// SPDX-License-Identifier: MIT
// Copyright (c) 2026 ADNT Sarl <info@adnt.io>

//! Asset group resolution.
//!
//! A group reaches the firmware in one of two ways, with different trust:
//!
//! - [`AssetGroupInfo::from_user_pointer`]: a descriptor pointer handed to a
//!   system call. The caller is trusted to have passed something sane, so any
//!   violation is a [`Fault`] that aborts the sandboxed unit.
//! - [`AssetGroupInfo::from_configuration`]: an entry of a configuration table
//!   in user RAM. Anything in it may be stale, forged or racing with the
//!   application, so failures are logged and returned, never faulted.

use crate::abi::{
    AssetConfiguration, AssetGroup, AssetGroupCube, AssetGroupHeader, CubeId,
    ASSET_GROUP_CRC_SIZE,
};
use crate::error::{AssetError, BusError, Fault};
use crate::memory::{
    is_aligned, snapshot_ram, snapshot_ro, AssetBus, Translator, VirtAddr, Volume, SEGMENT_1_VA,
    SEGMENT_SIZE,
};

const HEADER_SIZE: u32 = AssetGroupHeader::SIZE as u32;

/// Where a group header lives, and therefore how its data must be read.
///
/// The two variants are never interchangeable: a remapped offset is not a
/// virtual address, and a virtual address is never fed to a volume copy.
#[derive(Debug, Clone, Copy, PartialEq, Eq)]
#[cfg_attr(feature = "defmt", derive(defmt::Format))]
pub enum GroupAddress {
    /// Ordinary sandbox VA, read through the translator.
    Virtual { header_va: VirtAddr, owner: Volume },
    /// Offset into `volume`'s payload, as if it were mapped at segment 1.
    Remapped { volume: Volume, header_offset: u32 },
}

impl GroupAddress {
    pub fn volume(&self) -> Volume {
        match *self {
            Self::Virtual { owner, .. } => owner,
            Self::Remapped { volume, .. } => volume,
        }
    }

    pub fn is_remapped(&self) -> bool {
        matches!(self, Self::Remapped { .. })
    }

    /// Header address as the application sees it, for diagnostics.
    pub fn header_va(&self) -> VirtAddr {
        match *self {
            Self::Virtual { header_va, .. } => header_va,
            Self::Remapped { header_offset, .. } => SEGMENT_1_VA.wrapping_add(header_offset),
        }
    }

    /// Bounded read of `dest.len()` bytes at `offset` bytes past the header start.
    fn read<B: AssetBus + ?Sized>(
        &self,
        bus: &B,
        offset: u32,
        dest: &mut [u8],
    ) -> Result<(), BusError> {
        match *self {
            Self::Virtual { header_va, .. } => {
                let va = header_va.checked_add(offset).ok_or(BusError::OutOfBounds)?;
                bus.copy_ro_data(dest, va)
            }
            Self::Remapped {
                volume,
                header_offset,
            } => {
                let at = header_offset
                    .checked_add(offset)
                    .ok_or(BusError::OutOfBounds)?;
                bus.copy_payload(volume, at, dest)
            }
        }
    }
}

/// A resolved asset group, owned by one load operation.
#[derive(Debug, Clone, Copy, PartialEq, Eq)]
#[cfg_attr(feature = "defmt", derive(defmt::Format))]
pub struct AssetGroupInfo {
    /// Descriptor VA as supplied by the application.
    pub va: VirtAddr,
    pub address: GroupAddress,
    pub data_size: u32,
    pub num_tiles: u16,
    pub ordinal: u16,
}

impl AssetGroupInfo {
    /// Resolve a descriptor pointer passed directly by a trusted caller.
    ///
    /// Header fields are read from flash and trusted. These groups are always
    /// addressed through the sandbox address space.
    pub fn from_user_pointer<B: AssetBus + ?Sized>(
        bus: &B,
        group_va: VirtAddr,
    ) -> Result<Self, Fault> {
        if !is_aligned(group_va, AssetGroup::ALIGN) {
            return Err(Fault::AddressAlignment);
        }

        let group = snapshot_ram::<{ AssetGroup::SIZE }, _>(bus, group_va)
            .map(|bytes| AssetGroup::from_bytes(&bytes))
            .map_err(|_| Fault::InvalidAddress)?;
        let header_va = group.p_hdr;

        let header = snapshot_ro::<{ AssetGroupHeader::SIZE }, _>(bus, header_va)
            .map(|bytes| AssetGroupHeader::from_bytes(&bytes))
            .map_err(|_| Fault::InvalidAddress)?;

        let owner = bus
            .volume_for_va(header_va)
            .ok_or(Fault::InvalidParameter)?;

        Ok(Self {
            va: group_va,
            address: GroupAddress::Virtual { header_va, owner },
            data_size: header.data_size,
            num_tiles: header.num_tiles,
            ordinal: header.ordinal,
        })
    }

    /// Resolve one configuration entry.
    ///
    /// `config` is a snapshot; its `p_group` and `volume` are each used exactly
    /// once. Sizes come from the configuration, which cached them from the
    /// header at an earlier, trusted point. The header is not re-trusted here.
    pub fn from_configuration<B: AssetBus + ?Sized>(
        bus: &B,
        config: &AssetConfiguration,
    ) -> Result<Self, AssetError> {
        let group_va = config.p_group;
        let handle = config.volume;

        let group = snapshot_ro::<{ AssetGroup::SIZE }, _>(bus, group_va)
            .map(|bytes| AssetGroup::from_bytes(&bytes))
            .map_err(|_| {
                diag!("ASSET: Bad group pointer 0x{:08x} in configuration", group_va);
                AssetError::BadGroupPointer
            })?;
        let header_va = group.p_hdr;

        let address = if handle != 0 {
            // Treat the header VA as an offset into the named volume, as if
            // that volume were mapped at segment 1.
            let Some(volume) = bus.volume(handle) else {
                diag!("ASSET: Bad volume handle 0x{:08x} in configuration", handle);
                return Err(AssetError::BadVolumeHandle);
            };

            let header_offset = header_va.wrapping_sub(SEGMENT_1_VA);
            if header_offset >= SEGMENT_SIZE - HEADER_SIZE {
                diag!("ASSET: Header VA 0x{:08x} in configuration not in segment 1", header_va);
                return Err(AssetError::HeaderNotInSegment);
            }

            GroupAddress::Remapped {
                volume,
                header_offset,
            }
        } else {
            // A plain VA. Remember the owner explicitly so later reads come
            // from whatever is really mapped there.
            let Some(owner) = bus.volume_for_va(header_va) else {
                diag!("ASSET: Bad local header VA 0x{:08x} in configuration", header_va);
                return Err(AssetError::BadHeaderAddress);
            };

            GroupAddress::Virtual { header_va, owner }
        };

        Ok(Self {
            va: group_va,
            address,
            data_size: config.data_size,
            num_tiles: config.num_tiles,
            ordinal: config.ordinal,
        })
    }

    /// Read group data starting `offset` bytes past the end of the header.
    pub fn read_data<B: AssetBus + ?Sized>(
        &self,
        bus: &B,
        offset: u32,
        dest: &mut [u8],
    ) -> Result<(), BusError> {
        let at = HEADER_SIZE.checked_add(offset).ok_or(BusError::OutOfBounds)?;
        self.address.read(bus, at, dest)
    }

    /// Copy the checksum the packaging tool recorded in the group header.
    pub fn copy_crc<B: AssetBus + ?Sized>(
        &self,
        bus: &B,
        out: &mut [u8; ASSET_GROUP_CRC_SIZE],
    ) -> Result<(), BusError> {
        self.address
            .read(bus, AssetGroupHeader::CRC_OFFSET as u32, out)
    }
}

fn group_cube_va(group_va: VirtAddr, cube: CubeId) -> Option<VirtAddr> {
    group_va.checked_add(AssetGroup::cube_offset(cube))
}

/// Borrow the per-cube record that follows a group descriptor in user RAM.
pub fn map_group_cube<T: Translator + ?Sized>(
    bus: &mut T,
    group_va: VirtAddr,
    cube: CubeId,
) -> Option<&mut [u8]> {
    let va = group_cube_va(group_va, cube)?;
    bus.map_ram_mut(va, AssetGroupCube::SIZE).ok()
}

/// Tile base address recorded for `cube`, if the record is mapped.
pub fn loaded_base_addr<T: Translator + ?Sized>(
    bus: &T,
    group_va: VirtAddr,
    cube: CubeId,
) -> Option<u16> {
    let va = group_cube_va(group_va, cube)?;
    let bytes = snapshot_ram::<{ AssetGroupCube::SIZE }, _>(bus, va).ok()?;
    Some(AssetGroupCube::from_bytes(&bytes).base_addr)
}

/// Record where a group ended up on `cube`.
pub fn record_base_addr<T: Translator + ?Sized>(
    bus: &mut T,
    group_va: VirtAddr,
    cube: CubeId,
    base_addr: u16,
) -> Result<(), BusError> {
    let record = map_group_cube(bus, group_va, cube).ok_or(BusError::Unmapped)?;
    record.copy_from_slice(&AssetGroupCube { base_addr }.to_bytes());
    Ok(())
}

---

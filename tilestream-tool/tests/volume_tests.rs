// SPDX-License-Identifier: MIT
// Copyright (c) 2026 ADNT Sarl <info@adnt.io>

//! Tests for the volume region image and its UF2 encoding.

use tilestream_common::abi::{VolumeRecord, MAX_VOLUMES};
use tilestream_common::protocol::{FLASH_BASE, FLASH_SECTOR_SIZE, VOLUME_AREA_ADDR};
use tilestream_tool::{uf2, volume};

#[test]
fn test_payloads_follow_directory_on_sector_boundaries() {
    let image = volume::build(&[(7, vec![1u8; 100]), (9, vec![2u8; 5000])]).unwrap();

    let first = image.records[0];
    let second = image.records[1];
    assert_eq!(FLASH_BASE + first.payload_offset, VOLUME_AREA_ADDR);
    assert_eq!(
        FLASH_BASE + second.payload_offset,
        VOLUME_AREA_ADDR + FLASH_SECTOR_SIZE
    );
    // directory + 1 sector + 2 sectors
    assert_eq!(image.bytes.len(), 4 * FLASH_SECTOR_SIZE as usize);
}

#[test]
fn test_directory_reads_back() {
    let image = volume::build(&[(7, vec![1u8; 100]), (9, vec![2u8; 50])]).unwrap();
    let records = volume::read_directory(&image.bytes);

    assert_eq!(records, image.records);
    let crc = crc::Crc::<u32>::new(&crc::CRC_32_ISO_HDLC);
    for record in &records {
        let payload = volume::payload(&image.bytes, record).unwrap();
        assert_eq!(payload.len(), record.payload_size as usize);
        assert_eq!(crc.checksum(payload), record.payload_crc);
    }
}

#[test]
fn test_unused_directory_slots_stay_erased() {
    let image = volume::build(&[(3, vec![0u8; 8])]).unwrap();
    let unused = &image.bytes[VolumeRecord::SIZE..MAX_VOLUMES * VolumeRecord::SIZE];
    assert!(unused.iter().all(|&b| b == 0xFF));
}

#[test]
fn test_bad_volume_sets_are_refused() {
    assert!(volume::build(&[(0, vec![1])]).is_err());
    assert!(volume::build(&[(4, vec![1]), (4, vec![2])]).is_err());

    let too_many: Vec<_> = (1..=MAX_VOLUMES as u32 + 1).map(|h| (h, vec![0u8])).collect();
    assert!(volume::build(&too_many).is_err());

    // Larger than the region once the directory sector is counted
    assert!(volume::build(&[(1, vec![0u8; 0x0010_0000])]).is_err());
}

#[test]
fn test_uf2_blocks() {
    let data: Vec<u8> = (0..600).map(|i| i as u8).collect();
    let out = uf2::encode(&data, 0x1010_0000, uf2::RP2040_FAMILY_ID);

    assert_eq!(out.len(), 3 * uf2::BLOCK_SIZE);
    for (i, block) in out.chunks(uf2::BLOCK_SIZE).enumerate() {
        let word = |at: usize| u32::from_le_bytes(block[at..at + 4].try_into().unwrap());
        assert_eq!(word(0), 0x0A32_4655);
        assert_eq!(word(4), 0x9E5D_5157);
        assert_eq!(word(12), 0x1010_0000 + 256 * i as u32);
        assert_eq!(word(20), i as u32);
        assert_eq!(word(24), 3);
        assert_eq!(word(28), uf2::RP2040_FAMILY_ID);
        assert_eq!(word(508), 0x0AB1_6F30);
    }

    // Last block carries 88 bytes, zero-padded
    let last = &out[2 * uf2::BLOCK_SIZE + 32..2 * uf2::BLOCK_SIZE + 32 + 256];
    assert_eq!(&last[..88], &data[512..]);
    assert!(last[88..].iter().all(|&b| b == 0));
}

→ **THE TASK**
Report how many lines in the listing above have the string "collect" in them; write the number only.

→ **RESPONSE TO THIS TASK**
2